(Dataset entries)
▬▬▬

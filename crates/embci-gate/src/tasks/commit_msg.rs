//! Commit message lint through `gitlint`.

use std::path::PathBuf;

use async_trait::async_trait;
use embci_core::capability::{Check, CheckParameter};
use embci_core::config::GITLINT_CONF;
use embci_core::{CheckError, Outcome};
use tracing::{info, warn};

use super::exists;
use crate::runner::{CommandSpec, SubprocessRunner};

const COMMIT_FORMAT_HINT: &str = "\
commit specifications is:
scope: title

this is commit body

Signed-off-by: example example@xx.com
the following commits do not conform to the specifications:";

/// Check task registered at `tasks/check/commit_msg`.
///
/// Every commit is linted; any output from gitlint fails that commit.
#[derive(Debug, Clone)]
pub struct CommitMsg {
    gitlint: String,
}

impl Default for CommitMsg {
    fn default() -> Self {
        Self {
            gitlint: "gitlint".to_string(),
        }
    }
}

impl CommitMsg {
    pub fn new() -> Self {
        Self::default()
    }

    pub fn with_tool(mut self, program: impl Into<String>) -> Self {
        self.gitlint = program.into();
        self
    }

    /// Repository `.gitlint` if present, else the shipped one.
    async fn config_path(param: &CheckParameter) -> PathBuf {
        let local = param.repo_dir.join(GITLINT_CONF);
        if exists(&local).await {
            local
        } else {
            param.conf_dir.join(GITLINT_CONF)
        }
    }
}

#[async_trait]
impl Check for CommitMsg {
    async fn do_check(&self, param: &CheckParameter) -> Result<Outcome, CheckError> {
        let config = Self::config_path(param).await;
        info!(config = %config.display(), commits = param.commits.len(), "linting commit messages");

        let mut failed = Vec::new();
        for commit in &param.commits {
            let spec = CommandSpec::new(&self.gitlint)
                .args(["--commit", commit.sha.as_str(), "-C"])
                .arg(config.display().to_string())
                .current_dir(&param.repo_dir);
            let out = SubprocessRunner::capture(&spec).await?;
            let report = out.output.trim();
            if !report.is_empty() {
                failed.push((commit.sha.clone(), report.to_string()));
            }
        }

        if failed.is_empty() {
            return Ok(Outcome::Success);
        }
        println!("{}", COMMIT_FORMAT_HINT);
        println!("==============================================================");
        for (sha, report) in &failed {
            warn!(commit = %sha, "commit message rejected");
            println!("commit: {}", sha);
            println!("check result:\n{}", report);
            println!("==============================================================");
        }
        Ok(Outcome::Failure)
    }
}
//! embci-cli: the `embci` dispatcher and its built-in commands
//!
//! [`dispatch`] resolves the first argument against the plugin list and hands
//! the remaining arguments to the command; [`commands`] holds every command
//! linked into the binary.

pub mod commands;
pub mod dispatch;

pub use dispatch::{dispatch, load_registry, usage, Dispatch};
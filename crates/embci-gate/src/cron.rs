//! Scheduled pre-warm of the shared sstate cache.
//!
//! The cron workspace `<share>/cron/openeuler_<branch>` is the one gate
//! builds read their sstate cache from (see the yocto gate task). Every
//! board of `cron.yaml` is generated and every bitbake target built; failed
//! targets are collected and reported together at the end.

use std::fmt;
use std::path::{Path, PathBuf};

use embci_core::config::{ArchTarget, BoardTarget, CronConfig};
use serde::Serialize;
use tracing::{info, warn};

use crate::error::GateResult;
use crate::runner::{MarkerPolicy, SubprocessRunner};
use crate::tasks::oebuild::{self, GenerateOptions, Oebuild};
use crate::tasks::yocto_gate::{cron_workspace, CRON_WORKSPACE};
use crate::tasks::{create_dir_all, remove_dir_if_exists};

pub const DEFAULT_TMP_DIR: &str = "/home/jenkins/agent/openeuler_tmp";

/// Where and what to pre-build.
#[derive(Debug, Clone, PartialEq, Eq)]
pub struct CronRequest {
    pub share_dir: PathBuf,
    pub branch: String,
    /// Parent of the per-board bitbake `TMPDIR`s
    pub tmp_dir: PathBuf,
    pub delete_tmp: bool,
}

impl CronRequest {
    pub fn new(share_dir: impl Into<PathBuf>, branch: &str) -> Self {
        Self {
            share_dir: share_dir.into(),
            branch: branch.to_string(),
            tmp_dir: PathBuf::from(DEFAULT_TMP_DIR),
            delete_tmp: false,
        }
    }

    /// `<share>/cron/openeuler_<branch>`
    pub fn workspace(&self) -> PathBuf {
        cron_workspace(&self.share_dir, &self.branch)
    }
}

/// One bitbake target whose last output line carried the failure marker.
#[derive(Debug, Clone, PartialEq, Eq, Serialize)]
pub struct BuildFailure {
    pub arch: String,
    pub directory: String,
    /// The generate invocation that produced the build directory
    pub generate: String,
    pub target: String,
}

impl fmt::Display for BuildFailure {
    fn fmt(&self, f: &mut fmt::Formatter<'_>) -> fmt::Result {
        write!(f, "build {}->{} failed", self.directory, self.target)
    }
}

/// Bitbake every target of `board` in `build_dir`, judged by the last
/// output line. Failed targets are returned, not raised.
pub(crate) async fn bitbake_board(
    oebuild: &Oebuild,
    build_dir: &Path,
    arch: &ArchTarget,
    board: &BoardTarget,
    generate: &str,
) -> GateResult<Vec<BuildFailure>> {
    println!("========================={}==========================", board.directory);
    let mut failures = Vec::new();
    for target in &board.bitbake {
        let spec = oebuild.bitbake(build_dir, &target.target, &[]);
        let (_, outcome) = SubprocessRunner::judged(&spec, &MarkerPolicy::bitbake_last_line()).await?;
        if outcome.is_success() {
            info!(directory = %board.directory, recipe = %target.target, "bitbake successful");
            continue;
        }
        let failure = BuildFailure {
            arch: arch.arch.clone(),
            directory: board.directory.clone(),
            generate: generate.to_string(),
            target: target.target.clone(),
        };
        warn!("{}", failure);
        failures.push(failure);
    }
    Ok(failures)
}

pub struct CronRunner {
    oebuild: Oebuild,
    config: CronConfig,
}

impl CronRunner {
    pub fn new(config: CronConfig) -> Self {
        Self {
            oebuild: Oebuild::default(),
            config,
        }
    }

    pub fn with_tool(mut self, program: impl Into<String>) -> Self {
        self.oebuild = Oebuild::new(program);
        self
    }

    /// Make sure the branch workspace exists and its meta layer is current.
    async fn prepare(&self, req: &CronRequest) -> GateResult<PathBuf> {
        let workspace = req.workspace();
        if !oebuild::is_workspace(&workspace).await {
            remove_dir_if_exists(&workspace).await?;
            let parent = req.share_dir.join(CRON_WORKSPACE);
            create_dir_all(&parent).await?;
            let name = format!("openeuler_{}", req.branch);
            self.oebuild.init(&parent, &name, Some(&req.branch)).await?;
        }
        self.oebuild.update_meta(&workspace).await?;
        Ok(workspace)
    }

    /// Build everything; returns the failed targets.
    ///
    /// Tool failures of init, update and generate are errors. Bitbake
    /// failures are judged by the last output line and only collected.
    pub async fn run(&self, req: &CronRequest) -> GateResult<Vec<BuildFailure>> {
        create_dir_all(&req.tmp_dir).await?;
        let workspace = self.prepare(req).await?;

        let mut failures = Vec::new();
        for arch in &self.config.build_list {
            for board in &arch.board {
                let build_dir = workspace.join("build").join(&board.directory);
                delete_caches(&build_dir, &board.delete_cache_dirs()).await?;

                let tmp_dir = req.tmp_dir.join(&board.directory).join("tmp");
                let mut opts = GenerateOptions::new(&board.platform, arch.toolchain_dir(), &board.directory);
                opts.features = board.feature.iter().map(|f| f.name.clone()).collect();
                opts.tmp_dir = Some(tmp_dir.clone());
                self.oebuild.generate(&workspace, &opts).await?;

                let generate = self.oebuild.generate_line(&opts);
                failures.extend(bitbake_board(&self.oebuild, &build_dir, arch, board, &generate).await?);

                if req.delete_tmp {
                    if let Err(e) = remove_dir_if_exists(&tmp_dir).await {
                        warn!(error = %e, "could not remove tmp");
                    }
                }
            }
        }
        Ok(failures)
    }
}

/// Remove the listed cache directories under `build_dir`.
async fn delete_caches(build_dir: &Path, names: &[&str]) -> GateResult<()> {
    for name in names {
        let dir = build_dir.join(name);
        remove_dir_if_exists(&dir).await?;
        info!(dir = %dir.display(), "cache deleted");
    }
    Ok(())
}
//! embci-forge: Git forge and CI job-runner clients
//!
//! The gate talks to two external systems: the Git forge hosting the pull
//! request (Gitee) and the job runner executing the gate (Jenkins). Both are
//! reached through traits so the orchestrator can be driven by in-memory
//! fakes in tests.

pub mod error;
pub mod fakes;
pub mod gitee;
pub mod jenkins;
pub mod traits;

pub use error::{ForgeError, ForgeResult};
pub use gitee::{GiteeClient, GiteeConfig};
pub use jenkins::{JenkinsClient, JenkinsConfig};
pub use traits::{BuildInfo, FilePatch, ForgeClient, JobRunner, PrCommit, PrFile};
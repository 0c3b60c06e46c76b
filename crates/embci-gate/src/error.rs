//! Error types for embci-gate

use std::path::PathBuf;

use thiserror::Error;

/// Infrastructure failures of the gate orchestrator
#[derive(Error, Debug)]
pub enum GateError {
    #[error("io error on {}: {source}", .path.display())]
    Io {
        path: PathBuf,
        source: std::io::Error,
    },

    #[error("cannot lock run record {}: {source}", .path.display())]
    Lock {
        path: PathBuf,
        source: std::io::Error,
    },

    #[error("malformed run record: {0}")]
    Record(#[from] serde_yaml::Error),

    #[error("`{command}` failed: {output}")]
    Command { command: String, output: String },

    #[error("subprocess error: {0}")]
    Spawn(#[from] std::io::Error),

    #[error("forge error: {0}")]
    Forge(#[from] embci_forge::ForgeError),

    #[error("config error: {0}")]
    Config(#[from] embci_core::ConfigError),

    #[error("background task failed: {0}")]
    Join(String),
}

impl GateError {
    pub fn io(path: impl Into<PathBuf>, source: std::io::Error) -> Self {
        GateError::Io {
            path: path.into(),
            source,
        }
    }
}

impl From<tokio::task::JoinError> for GateError {
    fn from(err: tokio::task::JoinError) -> Self {
        GateError::Join(err.to_string())
    }
}

/// Result type for gate operations
pub type GateResult<T> = std::result::Result<T, GateError>;
//! A commit must not mix documentation and other changes.

use async_trait::async_trait;
use embci_core::capability::{Check, CheckParameter};
use embci_core::classify::mixed_commits;
use embci_core::{CheckError, Outcome};
use tracing::warn;

/// Check task registered at `tasks/check/commit_scope`.
#[derive(Debug, Clone, Default)]
pub struct CommitScope;

#[async_trait]
impl Check for CommitScope {
    async fn do_check(&self, param: &CheckParameter) -> Result<Outcome, CheckError> {
        if param.diff_files.is_empty() {
            warn!(pr = param.pr_num, "pull request has no changed files");
            return Ok(Outcome::Failure);
        }
        let mixed = mixed_commits(&param.diff_files, &param.docs_prefix);
        for commit in &mixed {
            println!("commit {} mixes documentation and code:", commit.sha);
            for p in &commit.doc_paths {
                println!("    doc:  {}", p);
            }
            for p in &commit.other_paths {
                println!("    code: {}", p);
            }
        }
        if !mixed.is_empty() {
            println!(
                "documentation under {} must be changed in separate commits",
                param.docs_prefix
            );
        }
        Ok(Outcome::from_success(mixed.is_empty()))
    }
}

#[cfg(test)]
mod tests {
    use super::*;
    use embci_forge::fakes::MemoryForge;
    use embci_forge::PrFile;
    use std::sync::Arc;

    fn param(files: Vec<PrFile>) -> CheckParameter {
        CheckParameter {
            pr_num: 1,
            owner: "owner".to_string(),
            repo: "repo".to_string(),
            repo_dir: std::path::PathBuf::from("."),
            conf_dir: std::path::PathBuf::from("conf"),
            docs_prefix: "docs/".to_string(),
            commits: vec![],
            diff_files: files,
            forge: Arc::new(MemoryForge::default()),
        }
    }

    #[tokio::test]
    async fn test_separate_commits_pass() {
        let p = param(vec![PrFile::new("a", "docs/intro.md"), PrFile::new("b", "src/main.c")]);
        assert_eq!(CommitScope.do_check(&p).await.unwrap(), Outcome::Success);
    }

    #[tokio::test]
    async fn test_mixed_commit_fails() {
        let p = param(vec![PrFile::new("a", "docs/a.md"), PrFile::new("a", "src/b.c")]);
        assert_eq!(CommitScope.do_check(&p).await.unwrap(), Outcome::Failure);
    }

    #[tokio::test]
    async fn test_no_files_fails() {
        assert_eq!(CommitScope.do_check(&param(vec![])).await.unwrap(), Outcome::Failure);
    }
}
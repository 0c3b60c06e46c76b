//! Pull-request classification: docs-only versus code.
//!
//! All functions here are pure over the changed-file list.

use embci_forge::PrFile;
use serde::{Deserialize, Serialize};

/// Binary classification of a pull request.
#[derive(Debug, Clone, Copy, PartialEq, Eq, Serialize, Deserialize)]
#[serde(rename_all = "snake_case")]
pub enum ChangeKind {
    DocsOnly,
    Code,
}

/// Whether `path` lies under the documentation prefix.
pub fn is_doc_path(path: &str, docs_prefix: &str) -> bool {
    let prefix = docs_prefix.trim_end_matches('/');
    if prefix.is_empty() {
        return false;
    }
    let path = path.trim_start_matches("./");
    path == prefix || path.strip_prefix(prefix).is_some_and(|rest| rest.starts_with('/'))
}

/// Classify a pull request from its changed files.
///
/// An empty list is `Code`: a PR that changes nothing must still go
/// through the full gate.
pub fn classify(files: &[PrFile], docs_prefix: &str) -> ChangeKind {
    if files.is_empty() {
        return ChangeKind::Code;
    }
    let docs_only = files
        .iter()
        .flat_map(|f| f.paths())
        .all(|p| is_doc_path(p, docs_prefix));
    if docs_only {
        ChangeKind::DocsOnly
    } else {
        ChangeKind::Code
    }
}

/// Files grouped by commit sha, in first-seen order, both old and new
/// paths included.
pub fn group_by_commit(files: &[PrFile]) -> Vec<(String, Vec<String>)> {
    let mut groups: Vec<(String, Vec<String>)> = Vec::new();
    for f in files {
        let idx = match groups.iter().position(|(sha, _)| *sha == f.sha) {
            Some(i) => i,
            None => {
                groups.push((f.sha.clone(), Vec::new()));
                groups.len() - 1
            }
        };
        let paths = &mut groups[idx].1;
        for p in f.paths() {
            if !paths.iter().any(|q| q == p) {
                paths.push(p.to_string());
            }
        }
    }
    groups
}

/// A commit touching both documentation and other paths.
#[derive(Debug, Clone, PartialEq, Eq)]
pub struct MixedCommit {
    pub sha: String,
    pub doc_paths: Vec<String>,
    pub other_paths: Vec<String>,
}

/// Every commit that mixes doc and non-doc changes.
pub fn mixed_commits(files: &[PrFile], docs_prefix: &str) -> Vec<MixedCommit> {
    group_by_commit(files)
        .into_iter()
        .filter_map(|(sha, paths)| {
            let (doc_paths, other_paths): (Vec<_>, Vec<_>) =
                paths.into_iter().partition(|p| is_doc_path(p, docs_prefix));
            if doc_paths.is_empty() || other_paths.is_empty() {
                None
            } else {
                Some(MixedCommit {
                    sha,
                    doc_paths,
                    other_paths,
                })
            }
        })
        .collect()
}

/// Work a PR needs: `(docs, code)`.
pub fn work_kinds(files: &[PrFile], docs_prefix: &str) -> (bool, bool) {
    let mut docs = false;
    let mut code = false;
    for p in files.iter().flat_map(|f| f.paths()) {
        if is_doc_path(p, docs_prefix) {
            docs = true;
        } else {
            code = true;
        }
    }
    (docs, code)
}
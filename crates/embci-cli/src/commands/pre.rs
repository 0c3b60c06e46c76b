//! `pre`: take over a pull request before a pipeline-driven gate run.
//!
//! Stops the previous run when it is still building, records this run as
//! the owner and marks the PR as being processed. The record is the one
//! `gate` uses, so the two commands supersede each other.

use std::path::PathBuf;

use anyhow::{Context, Result};
use async_trait::async_trait;
use clap::{ArgMatches, Args};
use embci_core::config::RunContext;
use embci_core::report;
use embci_core::{AppContext, CiCommand};
use embci_forge::{ForgeClient, JobRunner};
use embci_gate::{preempt, PreemptOutcome, RunLockKey};
use tracing::info;

use super::{common_config, parse_args, ForgeArgs, JobRunnerArgs};

#[derive(Debug, Clone, Args)]
pub struct PreArgs {
    /// Shared directory holding the run records
    #[arg(short = 's', long = "share_dir")]
    pub share_dir: PathBuf,

    #[command(flatten)]
    pub forge: ForgeArgs,

    #[command(flatten)]
    pub jobs: JobRunnerArgs,

    #[arg(long = "pr_num")]
    pub pr_num: u64,
}

impl PreArgs {
    pub fn lock_key(&self) -> RunLockKey {
        RunLockKey::new(&self.share_dir, &self.forge.repo, &self.forge.owner, self.pr_num)
    }
}

/// Preempt the earlier run of `key` and set the processing label.
pub async fn prepare_pr(
    key: &RunLockKey,
    run: &RunContext,
    forge: &dyn ForgeClient,
    jobs: &dyn JobRunner,
) -> Result<PreemptOutcome> {
    let outcome = preempt(key, run, forge, jobs)
        .await
        .with_context(|| format!("Failed to take over PR {}", key.pr_num))?;
    report::mark_processing(forge, key.pr_num).await;
    Ok(outcome)
}

pub struct Pre;

#[async_trait]
impl CiCommand for Pre {
    fn name(&self) -> &'static str {
        "pre"
    }

    fn help(&self) -> &'static str {
        "prepare a pull request for the gate"
    }

    fn description(&self) -> &'static str {
        "Stop the previous gate run of a pull request if it is still \
         building, record this run and set the processing label"
    }

    fn declare_flags(&self, parser: clap::Command) -> clap::Command {
        PreArgs::augment_args(parser)
    }

    async fn execute(&self, ctx: &AppContext, matches: &ArgMatches) -> Result<()> {
        let args: PreArgs = parse_args(matches)?;
        let run = RunContext::from_env().context("Pre needs the job identity")?;
        let common = common_config(ctx)?;
        let forge = args.forge.client(&common)?;
        let jobs = args.jobs.client(&common)?;

        let outcome = prepare_pr(&args.lock_key(), &run, forge.as_ref(), jobs.as_ref()).await?;
        info!(pr = args.pr_num, ?outcome, "pull request taken over");
        Ok(())
    }
}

▬▬▬

What is needed:
Say how many lines in the records contain the word "targets". Nothing but the number is required.

Solution to this task:
3